WORK TASK: Every record below needs to be retyped exactly as it appears.

┏━━

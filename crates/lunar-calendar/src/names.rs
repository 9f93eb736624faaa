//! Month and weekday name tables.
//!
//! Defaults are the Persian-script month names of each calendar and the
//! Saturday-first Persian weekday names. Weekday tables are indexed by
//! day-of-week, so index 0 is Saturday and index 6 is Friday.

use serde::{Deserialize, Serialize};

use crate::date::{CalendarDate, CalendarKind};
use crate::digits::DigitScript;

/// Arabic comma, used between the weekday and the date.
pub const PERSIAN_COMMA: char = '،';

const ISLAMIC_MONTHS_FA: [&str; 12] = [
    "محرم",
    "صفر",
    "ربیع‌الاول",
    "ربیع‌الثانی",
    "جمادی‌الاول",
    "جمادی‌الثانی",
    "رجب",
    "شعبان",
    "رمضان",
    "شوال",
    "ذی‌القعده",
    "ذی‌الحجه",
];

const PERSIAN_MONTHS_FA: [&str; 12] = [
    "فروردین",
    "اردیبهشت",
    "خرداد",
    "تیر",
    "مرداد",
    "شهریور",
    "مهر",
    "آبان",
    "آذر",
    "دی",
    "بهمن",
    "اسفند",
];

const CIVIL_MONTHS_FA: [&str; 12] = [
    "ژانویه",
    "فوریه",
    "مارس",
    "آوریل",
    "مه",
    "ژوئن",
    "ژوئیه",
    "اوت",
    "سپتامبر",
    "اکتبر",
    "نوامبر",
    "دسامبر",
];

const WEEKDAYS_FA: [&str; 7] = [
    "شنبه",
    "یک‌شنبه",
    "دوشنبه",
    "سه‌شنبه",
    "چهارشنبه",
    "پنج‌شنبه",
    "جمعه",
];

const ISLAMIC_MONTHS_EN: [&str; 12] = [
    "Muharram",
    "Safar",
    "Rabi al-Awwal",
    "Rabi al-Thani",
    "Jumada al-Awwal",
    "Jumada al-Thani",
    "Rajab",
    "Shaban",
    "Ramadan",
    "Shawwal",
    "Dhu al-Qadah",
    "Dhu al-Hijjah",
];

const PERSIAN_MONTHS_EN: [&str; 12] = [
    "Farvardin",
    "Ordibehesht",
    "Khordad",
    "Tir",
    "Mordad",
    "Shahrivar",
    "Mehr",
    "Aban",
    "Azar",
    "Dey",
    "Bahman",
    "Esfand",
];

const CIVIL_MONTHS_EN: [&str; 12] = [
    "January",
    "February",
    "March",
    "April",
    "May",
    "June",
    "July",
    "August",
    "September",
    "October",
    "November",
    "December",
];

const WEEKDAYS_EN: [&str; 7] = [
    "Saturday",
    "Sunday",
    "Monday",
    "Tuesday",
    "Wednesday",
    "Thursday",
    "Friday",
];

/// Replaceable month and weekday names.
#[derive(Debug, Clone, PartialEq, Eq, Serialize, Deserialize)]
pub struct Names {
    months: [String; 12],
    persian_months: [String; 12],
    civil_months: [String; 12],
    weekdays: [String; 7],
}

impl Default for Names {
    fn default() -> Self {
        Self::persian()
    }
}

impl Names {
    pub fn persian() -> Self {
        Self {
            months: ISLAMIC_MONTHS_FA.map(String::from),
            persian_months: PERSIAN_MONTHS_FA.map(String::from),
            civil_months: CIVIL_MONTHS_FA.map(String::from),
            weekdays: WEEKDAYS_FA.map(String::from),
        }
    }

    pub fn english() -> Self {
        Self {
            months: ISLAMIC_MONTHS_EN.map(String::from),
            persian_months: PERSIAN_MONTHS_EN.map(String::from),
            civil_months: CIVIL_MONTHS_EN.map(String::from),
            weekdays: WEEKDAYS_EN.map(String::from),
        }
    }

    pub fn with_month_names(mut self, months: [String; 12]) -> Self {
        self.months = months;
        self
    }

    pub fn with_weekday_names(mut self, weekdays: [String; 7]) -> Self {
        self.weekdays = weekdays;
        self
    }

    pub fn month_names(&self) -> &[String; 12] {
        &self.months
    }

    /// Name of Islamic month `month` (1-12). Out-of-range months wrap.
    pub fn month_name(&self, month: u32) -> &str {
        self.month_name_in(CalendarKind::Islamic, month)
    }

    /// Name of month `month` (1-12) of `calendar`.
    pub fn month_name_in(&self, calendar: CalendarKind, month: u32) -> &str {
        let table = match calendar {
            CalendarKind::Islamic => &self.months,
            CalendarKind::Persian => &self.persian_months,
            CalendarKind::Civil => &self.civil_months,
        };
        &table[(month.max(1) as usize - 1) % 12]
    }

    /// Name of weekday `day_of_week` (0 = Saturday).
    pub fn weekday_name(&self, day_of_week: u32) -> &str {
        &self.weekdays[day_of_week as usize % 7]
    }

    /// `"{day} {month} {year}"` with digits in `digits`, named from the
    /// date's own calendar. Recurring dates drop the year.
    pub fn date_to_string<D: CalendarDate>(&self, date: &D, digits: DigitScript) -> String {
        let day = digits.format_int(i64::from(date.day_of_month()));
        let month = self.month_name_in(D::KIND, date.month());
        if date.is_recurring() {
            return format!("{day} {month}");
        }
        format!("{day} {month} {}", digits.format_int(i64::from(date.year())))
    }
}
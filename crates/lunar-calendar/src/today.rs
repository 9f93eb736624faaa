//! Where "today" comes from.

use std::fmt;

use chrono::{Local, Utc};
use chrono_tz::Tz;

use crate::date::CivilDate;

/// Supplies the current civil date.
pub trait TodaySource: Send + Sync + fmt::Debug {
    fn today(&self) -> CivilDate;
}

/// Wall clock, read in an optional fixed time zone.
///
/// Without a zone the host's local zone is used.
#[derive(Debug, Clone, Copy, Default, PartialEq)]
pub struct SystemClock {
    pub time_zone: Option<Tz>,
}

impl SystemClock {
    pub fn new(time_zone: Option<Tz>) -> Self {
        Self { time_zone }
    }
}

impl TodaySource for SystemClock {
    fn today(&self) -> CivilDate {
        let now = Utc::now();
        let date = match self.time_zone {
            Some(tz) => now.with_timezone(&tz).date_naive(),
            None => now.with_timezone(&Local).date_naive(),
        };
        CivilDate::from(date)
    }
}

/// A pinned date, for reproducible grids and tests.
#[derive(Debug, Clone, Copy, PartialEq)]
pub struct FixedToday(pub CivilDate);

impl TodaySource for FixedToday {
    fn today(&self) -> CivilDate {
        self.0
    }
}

┗━━

REPLY:
filename crates/lunar-calendar/src/names.rs
repository 9f93eb736624faaa
//! Month and weekday name tables.
//!
//! Defaults are the Persian-script month names of each calendar and the
//! Saturday-first Persian weekday names. Weekday tables are indexed by
//! day-of-week, so index 0 is Saturday and index 6 is Friday.

use serde::{Deserialize, Serialize};

use crate::date::{CalendarDate, CalendarKind};
use crate::digits::DigitScript;

/// Arabic comma, used between the weekday and the date.
pub const PERSIAN_COMMA: char = '،';

const ISLAMIC_MONTHS_FA: [&str; 12] = [
    "محرم",
    "صفر",
    "ربیع‌الاول",
    "ربیع‌الثانی",
    "جمادی‌الاول",
    "جمادی‌الثانی",
    "رجب",
    "شعبان",
    "رمضان",
    "شوال",
    "ذی‌القعده",
    "ذی‌الحجه",
];

const PERSIAN_MONTHS_FA: [&str; 12] = [
    "فروردین",
    "اردیبهشت",
    "خرداد",
    "تیر",
    "مرداد",
    "شهریور",
    "مهر",
    "آبان",
    "آذر",
    "دی",
    "بهمن",
    "اسفند",
];

const CIVIL_MONTHS_FA: [&str; 12] = [
    "ژانویه",
    "فوریه",
    "مارس",
    "آوریل",
    "مه",
    "ژوئن",
    "ژوئیه",
    "اوت",
    "سپتامبر",
    "اکتبر",
    "نوامبر",
    "دسامبر",
];

const WEEKDAYS_FA: [&str; 7] = [
    "شنبه",
    "یک‌شنبه",
    "دوشنبه",
    "سه‌شنبه",
    "چهارشنبه",
    "پنج‌شنبه",
    "جمعه",
];

const ISLAMIC_MONTHS_EN: [&str; 12] = [
    "Muharram",
    "Safar",
    "Rabi al-Awwal",
    "Rabi al-Thani",
    "Jumada al-Awwal",
    "Jumada al-Thani",
    "Rajab",
    "Shaban",
    "Ramadan",
    "Shawwal",
    "Dhu al-Qadah",
    "Dhu al-Hijjah",
];

const PERSIAN_MONTHS_EN: [&str; 12] = [
    "Farvardin",
    "Ordibehesht",
    "Khordad",
    "Tir",
    "Mordad",
    "Shahrivar",
    "Mehr",
    "Aban",
    "Azar",
    "Dey",
    "Bahman",
    "Esfand",
];

const CIVIL_MONTHS_EN: [&str; 12] = [
    "January",
    "February",
    "March",
    "April",
    "May",
    "June",
    "July",
    "August",
    "September",
    "October",
    "November",
    "December",
];

const WEEKDAYS_EN: [&str; 7] = [
    "Saturday",
    "Sunday",
    "Monday",
    "Tuesday",
    "Wednesday",
    "Thursday",
    "Friday",
];

/// Replaceable month and weekday names.
#[derive(Debug, Clone, PartialEq, Eq, Serialize, Deserialize)]
pub struct Names {
    months: [String; 12],
    persian_months: [String; 12],
    civil_months: [String; 12],
    weekdays: [String; 7],
}

impl Default for Names {
    fn default() -> Self {
        Self::persian()
    }
}

impl Names {
    pub fn persian() -> Self {
        Self {
            months: ISLAMIC_MONTHS_FA.map(String::from),
            persian_months: PERSIAN_MONTHS_FA.map(String::from),
            civil_months: CIVIL_MONTHS_FA.map(String::from),
            weekdays: WEEKDAYS_FA.map(String::from),
        }
    }

    pub fn english() -> Self {
        Self {
            months: ISLAMIC_MONTHS_EN.map(String::from),
            persian_months: PERSIAN_MONTHS_EN.map(String::from),
            civil_months: CIVIL_MONTHS_EN.map(String::from),
            weekdays: WEEKDAYS_EN.map(String::from),
        }
    }

    pub fn with_month_names(mut self, months: [String; 12]) -> Self {
        self.months = months;
        self
    }

    pub fn with_weekday_names(mut self, weekdays: [String; 7]) -> Self {
        self.weekdays = weekdays;
        self
    }

    pub fn month_names(&self) -> &[String; 12] {
        &self.months
    }

    /// Name of Islamic month `month` (1-12). Out-of-range months wrap.
    pub fn month_name(&self, month: u32) -> &str {
        self.month_name_in(CalendarKind::Islamic, month)
    }

    /// Name of month `month` (1-12) of `calendar`.
    pub fn month_name_in(&self, calendar: CalendarKind, month: u32) -> &str {
        let table = match calendar {
            CalendarKind::Islamic => &self.months,
            CalendarKind::Persian => &self.persian_months,
            CalendarKind::Civil => &self.civil_months,
        };
        &table[(month.max(1) as usize - 1) % 12]
    }

    /// Name of weekday `day_of_week` (0 = Saturday).
    pub fn weekday_name(&self, day_of_week: u32) -> &str {
        &self.weekdays[day_of_week as usize % 7]
    }

    /// `"{day} {month} {year}"` with digits in `digits`, named from the
    /// date's own calendar. Recurring dates drop the year.
    pub fn date_to_string<D: CalendarDate>(&self, date: &D, digits: DigitScript) -> String {
        let day = digits.format_int(i64::from(date.day_of_month()));
        let month = self.month_name_in(D::KIND, date.month());
        if date.is_recurring() {
            return format!("{day} {month}");
        }
        format!("{day} {month} {}", digits.format_int(i64::from(date.year())))
    }
}
filename crates/lunar-calendar/src/today.rs
repository 9f93eb736624faaa
//! Where "today" comes from.

use std::fmt;

use chrono::{Local, Utc};
use chrono_tz::Tz;

use crate::date::CivilDate;

/// Supplies the current civil date.
pub trait TodaySource: Send + Sync + fmt::Debug {
    fn today(&self) -> CivilDate;
}

/// Wall clock, read in an optional fixed time zone.
///
/// Without a zone the host's local zone is used.
#[derive(Debug, Clone, Copy, Default, PartialEq)]
pub struct SystemClock {
    pub time_zone: Option<Tz>,
}

impl SystemClock {
    pub fn new(time_zone: Option<Tz>) -> Self {
        Self { time_zone }
    }
}

impl TodaySource for SystemClock {
    fn today(&self) -> CivilDate {
        let now = Utc::now();
        let date = match self.time_zone {
            Some(tz) => now.with_timezone(&tz).date_naive(),
            None => now.with_timezone(&Local).date_naive(),
        };
        CivilDate::from(date)
    }
}

/// A pinned date, for reproducible grids and tests.
#[derive(Debug, Clone, Copy, PartialEq)]
pub struct FixedToday(pub CivilDate);

impl TodaySource for FixedToday {
    fn today(&self) -> CivilDate {
        self.0
    }
}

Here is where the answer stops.